It can be confirmed from the above three graphs (FIGS. 3 through 5)
that there is a common trend in which, when the amount of B.sub.4 C
particles exceeds 9% in terms of the amount of B, regardless of the
composition of the matrix, 0.2% yield strength is hardly improved
at all while rupture elongation decreases suddenly, and
accompanying this decrease, tensile strength also decreases.
Although all of the materials exhibited higher elongation than, for
example, boral (see Table 4), in the case of, for example, assuming
that these materials were actually used as structural materials of
a nuclear reactor or spend nuclear fuel container, it can be
concluded that normal temperature elongation of 10% or more is
considered to be the minimum required value in consideration of
reliability, and that the amount of B.sub.4 C added which is able
to satisfy this is 9% or less in terms of the amount of B.

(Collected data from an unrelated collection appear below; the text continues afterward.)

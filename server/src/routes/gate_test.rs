use super::*;
use axum::Router;
use axum::body::Body;
use axum::http::{StatusCode, header};
use axum::middleware::from_fn_with_state;
use axum::routing::get;
use std::time::Duration;
use tower::ServiceExt;

use crate::state::test_helpers;
#[cfg(feature = "live-db-tests")]
use crate::services::session::create_session;

fn gated_app(state: AppState) -> Router {
    Router::new()
        .route("/", get(|| async { "landing" }))
        .route("/bookmarks", get(|| async { "list" }))
        .route(
            "/bookmarks/whoami",
            get(|req: Request| async move {
                req.extensions().get::<SessionUser>().map(|u| u.name.clone()).unwrap_or_default()
            }),
        )
        .route_layer(from_fn_with_state(state.clone(), session_gate))
        .with_state(state)
}

fn get_with_cookie(path: &str, cookie: Option<&str>) -> Request {
    let mut builder = axum::http::Request::builder().uri(path);
    if let Some(cookie) = cookie {
        builder = builder.header(header::COOKIE, cookie);
    }
    builder.body(Body::empty()).unwrap()
}

fn location(resp: &Response) -> &str {
    resp.headers().get(header::LOCATION).and_then(|v| v.to_str().ok()).unwrap_or_default()
}

async fn body_text(resp: Response) -> String {
    let bytes = axum::body::to_bytes(resp.into_body(), usize::MAX).await.unwrap();
    String::from_utf8(bytes.to_vec()).unwrap()
}

// =============================================================================
// decide
// =============================================================================

#[test]
fn bookmarks_without_session_redirects_to_landing() {
    assert_eq!(decide("/bookmarks", false), GateDecision::RedirectToLanding);
    assert_eq!(decide("/bookmarks/abc/title", false), GateDecision::RedirectToLanding);
}

#[test]
fn landing_with_session_redirects_to_bookmarks() {
    assert_eq!(decide("/", true), GateDecision::RedirectToBookmarks);
}

#[test]
fn bookmarks_with_session_passes() {
    assert_eq!(decide("/bookmarks", true), GateDecision::Pass);
    assert_eq!(decide("/bookmarks/abc/delete", true), GateDecision::Pass);
}

#[test]
fn unrelated_paths_pass_either_way() {
    for path in ["/", "/auth/callback", "/login", "/healthz"] {
        assert_eq!(decide(path, false), GateDecision::Pass, "{path}");
    }
    for path in ["/auth/callback", "/login", "/healthz"] {
        assert_eq!(decide(path, true), GateDecision::Pass, "{path}");
    }
}

#[test]
fn is_protected_matches_bookmarks_subtree_only() {
    assert!(is_protected("/bookmarks"));
    assert!(is_protected("/bookmarks/"));
    assert!(is_protected("/bookmarks/1/title"));
    assert!(!is_protected("/bookmarksx"));
    assert!(!is_protected("/"));
    assert!(!is_protected("/api/bookmarks"));
}

// =============================================================================
// session_gate
// =============================================================================

#[tokio::test]
async fn anonymous_landing_passes() {
    let app = gated_app(test_helpers::test_app_state());
    let resp = app.oneshot(get_with_cookie("/", None)).await.unwrap();
    assert_eq!(resp.status(), StatusCode::OK);
    assert_eq!(body_text(resp).await, "landing");
}

#[tokio::test]
async fn anonymous_bookmarks_redirects_with_see_other() {
    let app = gated_app(test_helpers::test_app_state());
    let resp = app.oneshot(get_with_cookie("/bookmarks", None)).await.unwrap();
    assert_eq!(resp.status(), StatusCode::SEE_OTHER);
    assert_eq!(location(&resp), "/");
}

#[tokio::test]
async fn unreachable_session_store_fails_closed() {
    let app = gated_app(test_helpers::test_app_state());
    let req = get_with_cookie("/bookmarks", Some("session_token=abc; refresh_token=def"));
    let resp = tokio::time::timeout(Duration::from_secs(5), app.oneshot(req)).await.unwrap().unwrap();
    assert_eq!(resp.status(), StatusCode::SEE_OTHER);
    assert_eq!(location(&resp), "/");
}

#[tokio::test]
async fn slow_session_lookup_times_out_closed() {
    let mut state = test_helpers::test_app_state();
    state.sessions.lookup_timeout = Duration::from_millis(10);
    let app = gated_app(state);

    let req = get_with_cookie("/bookmarks", Some("session_token=abc"));
    let resp = tokio::time::timeout(Duration::from_secs(1), app.oneshot(req)).await.unwrap().unwrap();
    assert_eq!(location(&resp), "/");
}

#[tokio::test]
async fn landing_with_unverifiable_cookie_still_renders() {
    let app = gated_app(test_helpers::test_app_state());
    let resp = app.oneshot(get_with_cookie("/", Some("session_token=abc"))).await.unwrap();
    assert_eq!(resp.status(), StatusCode::OK);
}

// =============================================================================
// LIVE DATABASE
// =============================================================================

#[cfg(feature = "live-db-tests")]
async fn live_state() -> (AppState, SessionTokens) {
    let pool = test_helpers::integration_pool().await;
    let user_id = test_helpers::seed_user(&pool).await;
    let mut state = test_helpers::test_app_state();
    state.pool = pool;
    let tokens = create_session(&state.pool, user_id, &state.sessions).await.expect("session");
    (state, tokens)
}

#[cfg(feature = "live-db-tests")]
#[tokio::test]
#[ignore = "requires TEST_DATABASE_URL/live Postgres"]
async fn signed_in_landing_redirects_to_bookmarks() {
    let (state, tokens) = live_state().await;
    let cookie = format!("session_token={}", tokens.access_token);
    let resp = gated_app(state).oneshot(get_with_cookie("/", Some(&cookie))).await.unwrap();
    assert_eq!(resp.status(), StatusCode::SEE_OTHER);
    assert_eq!(location(&resp), "/bookmarks");
}

#[cfg(feature = "live-db-tests")]
#[tokio::test]
#[ignore = "requires TEST_DATABASE_URL/live Postgres"]
async fn signed_in_bookmarks_passes_with_user_attached() {
    let (state, tokens) = live_state().await;
    let cookie = format!("session_token={}", tokens.access_token);
    let resp = gated_app(state).oneshot(get_with_cookie("/bookmarks/whoami", Some(&cookie))).await.unwrap();
    assert_eq!(resp.status(), StatusCode::OK);
    assert_eq!(body_text(resp).await, "Test User");
}

#[cfg(feature = "live-db-tests")]
#[tokio::test]
#[ignore = "requires TEST_DATABASE_URL/live Postgres"]
async fn refresh_cookie_alone_rotates_session() {
    let (state, tokens) = live_state().await;
    let cookie = format!("refresh_token={}", tokens.refresh_token);
    let resp = gated_app(state).oneshot(get_with_cookie("/bookmarks", Some(&cookie))).await.unwrap();
    assert_eq!(resp.status(), StatusCode::OK);

    let set_cookies: Vec<_> = resp
        .headers()
        .get_all(header::SET_COOKIE)
        .iter()
        .filter_map(|v| v.to_str().ok())
        .collect();
    assert!(set_cookies.iter().any(|c| c.starts_with("session_token=")));
    assert!(set_cookies.iter().any(|c| c.starts_with("refresh_token=")));
}
use std::fmt::Write as _;
use std::time::Duration;

use clap::{Parser, Subcommand};
use futures_util::StreamExt;
use reqwest::header::{COOKIE, HeaderMap, HeaderValue};
use serde_json::Value;
use shelf::{Bookmark, BookmarkList, EditCommit, EditState, NewBookmark, StreamMessage, SubscriptionState};
use tokio_tungstenite::connect_async;
use tokio_tungstenite::tungstenite::Message;
use tokio_tungstenite::tungstenite::client::IntoClientRequest;
use uuid::Uuid;

const SESSION_COOKIE: &str = "session_token";

#[derive(Debug, thiserror::Error)]
enum CliError {
    #[error("missing session token; pass --session-token or set LINKSHELF_SESSION_TOKEN")]
    MissingSessionToken,
    #[error("invalid base URL: {0}")]
    InvalidBaseUrl(String),
    #[error("http request failed: {0}")]
    Http(#[from] reqwest::Error),
    #[error("invalid header value: {0}")]
    InvalidHeader(#[from] reqwest::header::InvalidHeaderValue),
    #[error("websocket connect failed: {0}")]
    WsConnect(Box<tokio_tungstenite::tungstenite::Error>),
    #[error("websocket closed")]
    WsClosed,
    #[error("timed out waiting for subscription")]
    Timeout,
    #[error("server returned HTTP {status}: {message}")]
    ServerError { status: u16, message: String },
    #[error("{0}")]
    Validation(#[from] shelf::ValidationError),
    #[error("invalid JSON payload: {0}")]
    InvalidJson(#[from] serde_json::Error),
}

#[derive(Parser, Debug)]
#[command(name = "linkshelf", about = "Linkshelf bookmark CLI")]
struct Cli {
    #[arg(long, env = "LINKSHELF_BASE_URL", default_value = "http://127.0.0.1:3000")]
    base_url: String,

    /// Value of the `session_token` cookie from a signed-in browser.
    #[arg(long, env = "LINKSHELF_SESSION_TOKEN")]
    session_token: Option<String>,

    #[command(subcommand)]
    command: Command,
}

#[derive(Debug, Clone)]
struct CliContext {
    base_url: String,
    session_token: Option<String>,
}

#[derive(Subcommand, Debug)]
enum Command {
    Ping,
    /// Print your bookmarks, newest first.
    List,
    Add {
        title: String,
        url: String,
    },
    /// Rename a bookmark. A blank title changes nothing.
    Edit {
        id: Uuid,
        title: String,
    },
    Delete {
        id: Uuid,
    },
    /// Hold a realtime subscription and redraw the list on every change.
    Watch,
}

#[tokio::main]
async fn main() -> Result<(), CliError> {
    let cli = Cli::parse();
    let ctx = CliContext {
        base_url: cli.base_url,
        session_token: cli.session_token,
    };

    match cli.command {
        Command::Ping => run_ping(&ctx).await,
        Command::List => run_list(&ctx).await,
        Command::Add { title, url } => run_add(&ctx, &title, &url).await,
        Command::Edit { id, title } => run_edit(&ctx, id, &title).await,
        Command::Delete { id } => run_delete(&ctx, id).await,
        Command::Watch => run_watch(&ctx).await,
    }
}

async fn run_ping(cli: &CliContext) -> Result<(), CliError> {
    let client = reqwest::Client::new();
    let url = format!("{}/healthz", cli.base_url.trim_end_matches('/'));
    let response = client.get(url).send().await?;
    let status = response.status();
    if !status.is_success() {
        return Err(CliError::ServerError {
            status: status.as_u16(),
            message: "health check failed".to_owned(),
        });
    }
    println!("ok");
    Ok(())
}

async fn run_list(cli: &CliContext) -> Result<(), CliError> {
    let list = BookmarkList::from_items(fetch_bookmarks(cli).await?);
    print!("{}", render_list(&list, None));
    Ok(())
}

async fn run_add(cli: &CliContext, title: &str, url: &str) -> Result<(), CliError> {
    // Rejected locally so a bad row never reaches the server.
    let draft = NewBookmark::new(title, url)?;
    let body = serde_json::json!({ "title": draft.title(), "url": draft.url() });
    let json = api_request(cli, reqwest::Method::POST, "/api/bookmarks", Some(body)).await?;
    print_json(&json)
}

async fn run_edit(cli: &CliContext, id: Uuid, title: &str) -> Result<(), CliError> {
    let EditCommit::Save { id, title } = (EditState { id, title: title.to_owned() }).into_commit() else {
        eprintln!("empty title; bookmark {id} unchanged");
        return Ok(());
    };
    let path = format!("/api/bookmarks/{id}");
    let body = serde_json::json!({ "title": title });
    let json = api_request(cli, reqwest::Method::PATCH, &path, Some(body)).await?;
    print_json(&json)
}

async fn run_delete(cli: &CliContext, id: Uuid) -> Result<(), CliError> {
    let path = format!("/api/bookmarks/{id}");
    api_request(cli, reqwest::Method::DELETE, &path, None).await?;
    println!("deleted {id}");
    Ok(())
}

// =============================================================================
// WATCH
// =============================================================================

async fn run_watch(cli: &CliContext) -> Result<(), CliError> {
    let state = SubscriptionState::Subscribing;
    let request = ws_request(cli)?;
    let (mut stream, _) = connect_async(request)
        .await
        .map_err(|error| CliError::WsConnect(Box::new(error)))?;

    // Subscribe before loading so no change between the two is missed.
    wait_for_subscribed(&mut stream).await?;
    let state = advance(state, SubscriptionState::Subscribed);

    let mut list = BookmarkList::from_items(fetch_bookmarks(cli).await?);
    print!("{}", render_list(&list, Some(state)));

    let outcome = loop {
        tokio::select! {
            _ = tokio::signal::ctrl_c() => break Ok(()),
            message = stream.next() => {
                match message {
                    Some(Ok(Message::Text(text))) => match apply_message(&mut list, text.as_str()) {
                        Ok(true) => print!("{}", render_list(&list, Some(state))),
                        Ok(false) => {}
                        Err(error) => break Err(error),
                    },
                    Some(Ok(Message::Close(_))) | None => break Err(CliError::WsClosed),
                    Some(Ok(_)) => {}
                    Some(Err(error)) => break Err(CliError::WsConnect(Box::new(error))),
                }
            }
        }
    };

    match outcome {
        Ok(()) => {
            let _ = stream.close(None).await;
            advance(state, SubscriptionState::Unsubscribed);
            Ok(())
        }
        Err(error) => {
            // No reconnect: the watcher stops and reports the failure.
            advance(state, SubscriptionState::Error);
            Err(error)
        }
    }
}

fn advance(from: SubscriptionState, to: SubscriptionState) -> SubscriptionState {
    if from != to {
        eprintln!("subscription {from} -> {to}");
    }
    to
}

async fn wait_for_subscribed(
    stream: &mut tokio_tungstenite::WebSocketStream<
        tokio_tungstenite::MaybeTlsStream<tokio::net::TcpStream>,
    >,
) -> Result<(), CliError> {
    let fut = async {
        loop {
            let Some(message) = stream.next().await else {
                return Err(CliError::WsClosed);
            };
            match message.map_err(|error| CliError::WsConnect(Box::new(error)))? {
                Message::Text(text) => {
                    if let StreamMessage::Subscribed { .. } = serde_json::from_str(text.as_str())? {
                        return Ok(());
                    }
                }
                Message::Close(_) => return Err(CliError::WsClosed),
                _ => {}
            }
        }
    };

    tokio::time::timeout(Duration::from_secs(5), fut)
        .await
        .map_err(|_| CliError::Timeout)?
}

/// Fold one socket message into the list. Returns whether the list changed.
fn apply_message(list: &mut BookmarkList, text: &str) -> Result<bool, CliError> {
    match serde_json::from_str::<StreamMessage>(text)? {
        StreamMessage::Subscribed { .. } => Ok(false),
        StreamMessage::Change { event } => {
            list.apply(event);
            Ok(true)
        }
    }
}

fn render_list(list: &BookmarkList, state: Option<SubscriptionState>) -> String {
    let mut out = String::new();
    match state {
        Some(state) => {
            let _ = writeln!(out, "== {} bookmark(s) [{state}] ==", list.len());
        }
        None => {
            let _ = writeln!(out, "== {} bookmark(s) ==", list.len());
        }
    }
    if let Some(error) = list.error() {
        let _ = writeln!(out, "! {error}");
    }
    if list.is_empty() {
        out.push_str("No bookmarks yet.\n");
    }
    for bookmark in list.items() {
        let _ = writeln!(out, "{}  {}  {}", bookmark.id, bookmark.title, bookmark.url);
    }
    out
}

// =============================================================================
// TRANSPORT
// =============================================================================

async fn fetch_bookmarks(cli: &CliContext) -> Result<Vec<Bookmark>, CliError> {
    let json = api_request(cli, reqwest::Method::GET, "/api/bookmarks", None).await?;
    Ok(serde_json::from_value(json)?)
}

fn session_cookie(cli: &CliContext) -> Result<HeaderValue, CliError> {
    let session_token = cli
        .session_token
        .as_deref()
        .ok_or(CliError::MissingSessionToken)?;
    Ok(HeaderValue::from_str(&format!("{SESSION_COOKIE}={session_token}"))?)
}

async fn api_request(
    cli: &CliContext,
    method: reqwest::Method,
    path: &str,
    body: Option<Value>,
) -> Result<Value, CliError> {
    let mut headers = HeaderMap::new();
    headers.insert(COOKIE, session_cookie(cli)?);

    let client = reqwest::Client::builder()
        .default_headers(headers)
        .build()?;
    let url = format!("{}{}", cli.base_url.trim_end_matches('/'), path);

    let request = client.request(method, &url);
    let request = if let Some(json) = body {
        request.json(&json)
    } else {
        request
    };

    let response = request.send().await?;
    let status = response.status();
    let value = response
        .json::<Value>()
        .await
        .unwrap_or_else(|_| Value::Null);

    if !status.is_success() {
        return Err(CliError::ServerError {
            status: status.as_u16(),
            message: value.to_string(),
        });
    }

    Ok(value)
}

fn ws_url(base_url: &str) -> Result<String, CliError> {
    let base = base_url.trim_end_matches('/');
    if let Some(rest) = base.strip_prefix("http://") {
        return Ok(format!("ws://{rest}/api/ws"));
    }
    if let Some(rest) = base.strip_prefix("https://") {
        return Ok(format!("wss://{rest}/api/ws"));
    }

    Err(CliError::InvalidBaseUrl(base_url.to_owned()))
}

fn ws_request(
    cli: &CliContext,
) -> Result<tokio_tungstenite::tungstenite::handshake::client::Request, CliError> {
    let mut request = ws_url(&cli.base_url)?
        .into_client_request()
        .map_err(|error| CliError::WsConnect(Box::new(error)))?;
    request.headers_mut().insert(COOKIE, session_cookie(cli)?);
    Ok(request)
}

fn print_json(value: &Value) -> Result<(), CliError> {
    if value.is_null() {
        println!("unchanged");
        return Ok(());
    }
    let rendered = serde_json::to_string_pretty(value)?;
    println!("{rendered}");
    Ok(())
}

#[cfg(test)]
#[path = "main_test.rs"]
mod tests;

Although there were no problems observed in terms of strength or
ductility for those samples containing low amounts of B, since the
lower limit of the amount added is determined spontaneously from
the required neutron absorbing power, that value is 1.5% by weight
as the amount of B as was previously mentioned.
Among the above test results of Table 3, the amount of B (wt %),
tensile strength (MPa) and elongation (%) were extracted and shown
in the following Table 4 for six types of samples consisting of
samples B, C, F, G, I and J (each having an amount of B added of
2.3 or 4.7% by weight). These were then compared with each of the
values of products of the prior art obtained by melting methods.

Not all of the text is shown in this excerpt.